Code reviews should check imports. When someone adds a library, ask if we need the whole thing. Could we use a lighter alternative? Is there a browser API that solves this now? These questions prevent accumulation of unused code.
Organizations like an AI consultancy that I’ve worked with have started incorporating bundle size as a performance metric in their development processes. Treating bundle size like a bug—something to fix rather than tolerate—changes team behavior.
The API Shift
Some modern libraries offer compositional APIs that encourage importing only what you need. React hooks are an example. Instead of one large Component class with all lifecycle methods, you import specific hooks. This naturally limits what enters your bundle.
GraphQL clients often support code splitting better than REST libraries. You define exactly what data you need, and bundlers can optimize around that. This architectural decision affects bundle size at a fundamental level.
Static site generators and frameworks like Next.js make bundle optimization easier through automatic code splitting. But you still need to be careful about what you import in each module.

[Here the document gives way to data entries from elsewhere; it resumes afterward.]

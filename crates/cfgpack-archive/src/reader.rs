use bytes::Bytes;
use cfgpack_types::ContentHash;
use chrono::{DateTime, Utc};
use tracing::{debug, warn};

use crate::archive::{
    compute_version_hash, ensure_unique_names, test_archive_version, ConfigArchive,
};
use crate::compression::decompress_payload;
use crate::entry::{CompressionAlgorithm, ConfigArchiveEntry, EntryHeader};
use crate::error::{ArchiveError, ArchiveResult};
use crate::writer::{
    check_name_length, decode_varint, ARCHIVE_MAGIC, MAX_ENTRY_NAME_LENGTH, MIN_SCHEMA_VERSION,
    SCHEMA_VERSION,
};

/// First four bytes of a version pointer file, which is sometimes handed to
/// the archive reader by mistake.
const POINTER_FILE_PREFIX: &[u8; 4] = b"vers";

/// Archive-level header fields.
#[derive(Clone, Debug, PartialEq, Eq)]
pub struct ArchiveHeader {
    pub schema_version: i32,
    /// Stored version hash. Absent before schema version 4.
    pub version: Option<ContentHash>,
    /// Creation time. The Unix epoch before schema version 3.
    pub created_at: DateTime<Utc>,
    pub entry_count: usize,
}

/// Sequential reader over the bytes of a binary archive.
#[derive(Debug)]
pub struct ArchiveReader<'a> {
    data: &'a [u8],
    pos: usize,
}

impl<'a> ArchiveReader<'a> {
    pub fn new(data: &'a [u8]) -> Self {
        Self { data, pos: 0 }
    }

    /// Current byte offset.
    pub fn position(&self) -> usize {
        self.pos
    }

    /// Bytes not yet consumed.
    pub fn remaining(&self) -> usize {
        self.data.len() - self.pos
    }

    /// Read the archive header. Must be called first.
    pub fn read_archive_header(&mut self) -> ArchiveResult<ArchiveHeader> {
        let magic: [u8; 4] = self.read_array("magic")?;
        if &magic == POINTER_FILE_PREFIX {
            return Err(ArchiveError::PointerFileInsteadOfArchive);
        }
        let magic = u32::from_le_bytes(magic);
        if magic != ARCHIVE_MAGIC {
            return Err(ArchiveError::InvalidMagic {
                expected: ARCHIVE_MAGIC,
                actual: magic,
            });
        }

        let schema_version = self.read_i32("schema version")?;
        if schema_version > SCHEMA_VERSION {
            return Err(ArchiveError::SchemaTooNew {
                version: schema_version,
                max: SCHEMA_VERSION,
            });
        }
        if schema_version < MIN_SCHEMA_VERSION {
            return Err(ArchiveError::SchemaTooOld {
                version: schema_version,
                min: MIN_SCHEMA_VERSION,
            });
        }

        let version = if schema_version >= 4 {
            Some(self.read_hash("archive version")?)
        } else {
            None
        };

        let created_at = if schema_version >= 3 {
            let millis = self.read_i64("timestamp")?;
            DateTime::from_timestamp_millis(millis).ok_or(ArchiveError::InvalidTimestamp(millis))?
        } else {
            DateTime::<Utc>::from(std::time::UNIX_EPOCH)
        };

        let entry_count = self.read_len("entry count")?;

        Ok(ArchiveHeader {
            schema_version,
            version,
            created_at,
            entry_count,
        })
    }

    /// Read one entry header.
    pub fn read_entry_header(&mut self, schema_version: i32) -> ArchiveResult<EntryHeader> {
        let name = self.read_string()?;
        let hash = self.read_hash("entry hash")?;

        let tag = self.read_u32("compression")?;
        // Up to schema 4 this field held flags and payloads were never compressed.
        let tag = if schema_version <= 4 {
            CompressionAlgorithm::None.tag()
        } else {
            tag
        };

        let payload_length = self.read_len("payload length")?;
        let compression =
            CompressionAlgorithm::from_tag(tag).ok_or(ArchiveError::UnsupportedCompression(tag))?;

        Ok(EntryHeader {
            name,
            hash,
            compression,
            payload_length,
        })
    }

    /// Read `len` raw payload bytes.
    pub fn read_payload(&mut self, len: usize) -> ArchiveResult<&'a [u8]> {
        self.take(len, "entry payload")
    }

    fn take(&mut self, len: usize, what: &str) -> ArchiveResult<&'a [u8]> {
        if self.remaining() < len {
            return Err(ArchiveError::Truncated {
                offset: self.pos,
                reason: format!("{what} needs {len} bytes, {} left", self.remaining()),
            });
        }
        let slice = &self.data[self.pos..self.pos + len];
        self.pos += len;
        Ok(slice)
    }

    fn read_array<const N: usize>(&mut self, what: &str) -> ArchiveResult<[u8; N]> {
        let mut out = [0u8; N];
        out.copy_from_slice(self.take(N, what)?);
        Ok(out)
    }

    fn read_u32(&mut self, what: &str) -> ArchiveResult<u32> {
        Ok(u32::from_le_bytes(self.read_array(what)?))
    }

    fn read_i32(&mut self, what: &str) -> ArchiveResult<i32> {
        Ok(i32::from_le_bytes(self.read_array(what)?))
    }

    fn read_i64(&mut self, what: &str) -> ArchiveResult<i64> {
        Ok(i64::from_le_bytes(self.read_array(what)?))
    }

    fn read_u64(&mut self, what: &str) -> ArchiveResult<u64> {
        Ok(u64::from_le_bytes(self.read_array(what)?))
    }

    fn read_hash(&mut self, what: &str) -> ArchiveResult<ContentHash> {
        let low = self.read_u64(what)?;
        let high = self.read_u64(what)?;
        Ok(ContentHash::new(low, high))
    }

    fn read_len(&mut self, what: &str) -> ArchiveResult<usize> {
        let offset = self.pos;
        let value = self.read_i32(what)?;
        usize::try_from(value).map_err(|_| ArchiveError::Corrupt {
            offset,
            reason: format!("negative {what}: {value}"),
        })
    }

    fn read_string(&mut self) -> ArchiveResult<String> {
        let offset = self.pos;
        let (byte_len, consumed) = decode_varint(&self.data[self.pos..], offset)?;
        self.pos += consumed;

        // One UTF-16 code unit takes at most 3 UTF-8 bytes.
        let max_bytes = (MAX_ENTRY_NAME_LENGTH * 3) as u64;
        if byte_len > max_bytes {
            return Err(ArchiveError::NameTooLong {
                length: byte_len as usize,
                max: MAX_ENTRY_NAME_LENGTH,
            });
        }

        let raw = self.take(byte_len as usize, "entry name")?;
        let name = std::str::from_utf8(raw).map_err(|e| ArchiveError::Corrupt {
            offset,
            reason: format!("entry name is not UTF-8: {e}"),
        })?;
        check_name_length(name)?;
        Ok(name.to_string())
    }
}

/// Read only the archive-level header of a binary archive.
pub fn read_archive_header(data: &[u8]) -> ArchiveResult<ArchiveHeader> {
    ArchiveReader::new(data).read_archive_header()
}

/// Read the archive header followed by every entry header.
pub fn read_headers(data: &[u8]) -> ArchiveResult<(ArchiveHeader, Vec<EntryHeader>)> {
    let mut reader = ArchiveReader::new(data);
    let header = reader.read_archive_header()?;
    let entries = (0..header.entry_count)
        .map(|_| reader.read_entry_header(header.schema_version))
        .collect::<ArchiveResult<Vec<_>>>()?;
    Ok((header, entries))
}

/// Deserialize a binary archive and verify its version.
///
/// Compressed payloads are inflated. Archives older than schema version 4
/// carry no version; theirs is recomputed from the entries.
pub fn decode(data: &[u8]) -> ArchiveResult<ConfigArchive> {
    let mut reader = ArchiveReader::new(data);
    let header = reader.read_archive_header()?;

    let mut entry_headers = Vec::with_capacity(header.entry_count.min(4096));
    for _ in 0..header.entry_count {
        entry_headers.push(reader.read_entry_header(header.schema_version)?);
    }

    ensure_unique_names(entry_headers.iter().map(|h| h.name.as_str()))?;

    let mut entries = Vec::with_capacity(entry_headers.len());
    for entry in entry_headers {
        let stored = reader.read_payload(entry.payload_length)?;
        let payload = decompress_payload(stored, entry.compression)?;
        entries.push(ConfigArchiveEntry::new(
            entry.name,
            entry.hash,
            Bytes::copy_from_slice(&payload),
        ));
    }

    if reader.remaining() > 0 {
        warn!(
            trailing = reader.remaining(),
            "ignoring trailing bytes after config archive payloads"
        );
    }

    let version = header
        .version
        .unwrap_or_else(|| compute_version_hash(&entries));
    let archive = ConfigArchive::from_parts(version, header.created_at, entries);
    test_archive_version(&archive)?;

    debug!(
        %version,
        schema = header.schema_version,
        entries = archive.len(),
        "decoded config archive"
    );
    Ok(archive)
}

/// Check every entry's payload against its content hash.
pub fn verify_entries(archive: &ConfigArchive) -> ArchiveResult<()> {
    for entry in archive.entries() {
        let computed = ContentHash::compute_from_bytes(entry.bytes());
        if computed != entry.hash() {
            return Err(ArchiveError::EntryHashMismatch {
                name: entry.name().to_string(),
                expected: entry.hash(),
                computed,
            });
        }
    }
    Ok(())
}

impl ConfigArchive {
    /// Deserialize a binary archive. See [`decode`].
    pub fn from_bytes(data: &[u8]) -> ArchiveResult<Self> {
        decode(data)
    }
}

The framework can’t fix wasteful library imports.
Edge Cases and Tradeoffs
Sometimes including more of a library makes sense. If you use ten Lodash functions, importing each individually becomes unwieldy. At some threshold, importing a larger chunk of the library provides better developer experience with acceptable bundle cost.
Dynamic imports let you load expensive libraries only when needed. If you have a rarely-used admin feature that needs a complex library, dynamic import loads it on demand. Most users never download that code. This pattern works well for modals, dialogs, and admin panels.
Server components in newer frameworks change the calculation. If code runs only on the server, bundle size doesn’t matter to the client. Knowing what executes where lets you make different import decisions in different parts of your application.
Measuring Real Impact
Bundle size matters, but measure whether reducing it actually improves user experience. Run Lighthouse audits before and after optimization. Check real-world performance metrics like First Contentful Paint and Time to Interactive.
Sometimes a 50kb bundle reduction doesn’t change user experience measurably because other bottlenecks dominate. Network latency, server response time, or image optimization might provide bigger wins. Don’t optimize bundle size at the expense of more impactful improvements.
That said, bundle size is easy to measure and fix. The tooling is good. So even if it’s not the biggest performance problem, it’s often worth addressing because the effort is bounded and the tools are reliable.
Making It Habitual
The best time to think about bundle size is when adding dependencies. Before installing a package, check its size on bundlephobia.com. If it’s large, look for alternatives or consider implementing the functionality yourself.
Review dependencies quarterly. Remove packages you no longer use. Update to newer versions that might be smaller or tree-shake better. Dependencies accumulate like clutter—periodic cleaning keeps the codebase maintainable.
Make bundle size visible. Display it in your README or documentation. When the team sees “Current bundle: 234kb gzipped” at the top of the project, it becomes a metric to care about. What gets measured gets managed.
Practical Rules
Import from submodules when possible: library/function instead of library. Use named imports over default imports for better tree-shaking. Check bundle analyzer output quarterly. Set up automated bundle size monitoring. Consider alternatives before adding large dependencies.
These simple practices prevent bundle bloat without complex build configurations or constant optimization. They become habits that compound over time, keeping applications fast as they grow.
Shipping less JavaScript makes applications faster, more accessible, and cheaper to host. It’s not about premature optimization—it’s about making conscious decisions at each dependency addition. The cumulative effect of many small choices determines whether you ship 100kb or 500kb to users.